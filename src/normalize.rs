//! Write-path value normalization.
//!
//! The wire driver is strict about a few shapes the engine itself tolerates:
//! floats silently lose precision unless sent as text, an empty string in a
//! numeric column is rejected outright, and LOB columns want explicit
//! varbinary(max) binding. Normalization happens against column metadata
//! right before a write statement is built.

use crate::error::MssqlAdapterError;
use crate::metadata::{ColumnInfo, MetaType};
use crate::types::SqlValue;

/// Normalize one value for its destination column. Rules apply in order and
/// at most one fires, mirroring how columns behave on the wire:
/// booleans become integers; floats and values headed for character columns
/// travel as text; binary columns take raw bytes; an empty string in a
/// numeric column becomes 0.
#[must_use]
pub fn normalize_value(column: &ColumnInfo, value: SqlValue) -> SqlValue {
    match value {
        SqlValue::Bool(b) => SqlValue::Int(i64::from(b)),
        value
            if !value.is_null()
                && (matches!(value, SqlValue::Float(_))
                    || matches!(column.meta_type, MetaType::Char | MetaType::Text)) =>
        {
            stringify(value)
        }
        value if column.meta_type == MetaType::Binary => to_binary(value),
        SqlValue::Text(s) if s.is_empty() && column.is_numeric() => SqlValue::Int(0),
        value => value,
    }
}

/// Normalize a whole field list against table metadata. Unknown fields are
/// a coding error (the write helpers only accept real columns).
pub fn normalize_fields(
    columns: &[ColumnInfo],
    fields: Vec<(String, SqlValue)>,
) -> Result<Vec<(String, SqlValue)>, MssqlAdapterError> {
    fields
        .into_iter()
        .map(|(name, value)| {
            let column = columns
                .iter()
                .find(|column| column.name.eq_ignore_ascii_case(&name))
                .ok_or_else(|| {
                    MssqlAdapterError::Coding(format!("unknown column {name} in field list"))
                })?;
            Ok((name, normalize_value(column, value)))
        })
        .collect()
}

fn stringify(value: SqlValue) -> SqlValue {
    match value {
        SqlValue::Text(s) => SqlValue::Text(s),
        SqlValue::NumericText(s) => SqlValue::NumericText(s),
        SqlValue::Int(i) => SqlValue::Text(i.to_string()),
        SqlValue::Float(f) => SqlValue::Text(f.to_string()),
        SqlValue::Timestamp(dt) => SqlValue::Text(dt.format("%Y-%m-%dT%H:%M:%S%.f").to_string()),
        SqlValue::Json(json) => SqlValue::Text(json.to_string()),
        // binary has no meaningful text form; leave it to the driver
        other => other,
    }
}

fn to_binary(value: SqlValue) -> SqlValue {
    match value {
        SqlValue::Binary(bytes) => SqlValue::Binary(bytes),
        SqlValue::Text(s) | SqlValue::NumericText(s) => SqlValue::Binary(s.into_bytes()),
        other => other,
    }
}

#[cfg(test)]
mod tests {
    use super::*;
    use crate::metadata::UNBOUNDED_LENGTH;

    fn column(meta_type: MetaType) -> ColumnInfo {
        ColumnInfo {
            name: "c".into(),
            meta_type,
            not_null: false,
            auto_increment: false,
            max_length: UNBOUNDED_LENGTH,
        }
    }

    #[test]
    fn booleans_become_integers() {
        assert_eq!(
            normalize_value(&column(MetaType::Boolean), SqlValue::Bool(true)),
            SqlValue::Int(1)
        );
        assert_eq!(
            normalize_value(&column(MetaType::Integer), SqlValue::Bool(false)),
            SqlValue::Int(0)
        );
    }

    #[test]
    fn floats_travel_as_text_regardless_of_column() {
        assert_eq!(
            normalize_value(&column(MetaType::Number), SqlValue::Float(1.25)),
            SqlValue::Text("1.25".into())
        );
    }

    #[test]
    fn character_columns_stringify_values() {
        assert_eq!(
            normalize_value(&column(MetaType::Char), SqlValue::Int(7)),
            SqlValue::Text("7".into())
        );
        // null passes through untouched
        assert_eq!(
            normalize_value(&column(MetaType::Text), SqlValue::Null),
            SqlValue::Null
        );
    }

    #[test]
    fn binary_columns_take_raw_bytes() {
        assert_eq!(
            normalize_value(&column(MetaType::Binary), SqlValue::Text("ab".into())),
            SqlValue::Binary(vec![b'a', b'b'])
        );
    }

    #[test]
    fn empty_string_in_numeric_column_becomes_zero() {
        assert_eq!(
            normalize_value(&column(MetaType::Integer), SqlValue::Text(String::new())),
            SqlValue::Int(0)
        );
        assert_eq!(
            normalize_value(&column(MetaType::Number), SqlValue::Text(String::new())),
            SqlValue::Int(0)
        );
        // but not in a character column
        assert_eq!(
            normalize_value(&column(MetaType::Char), SqlValue::Text(String::new())),
            SqlValue::Text(String::new())
        );
    }

    #[test]
    fn unknown_field_is_a_coding_error() {
        let columns = vec![column(MetaType::Integer)];
        let err = normalize_fields(&columns, vec![("nope".into(), SqlValue::Int(1))]).unwrap_err();
        assert!(matches!(err, MssqlAdapterError::Coding(_)));
    }
}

> [What is being asked]: Check every line of the data above for the string "format", and copy those that have it.

> [Written response]:
                    MssqlAdapterError::Coding(format!("unknown column {name} in field list"))
        SqlValue::Timestamp(dt) => SqlValue::Text(dt.format("%Y-%m-%dT%H:%M:%S%.f").to_string()),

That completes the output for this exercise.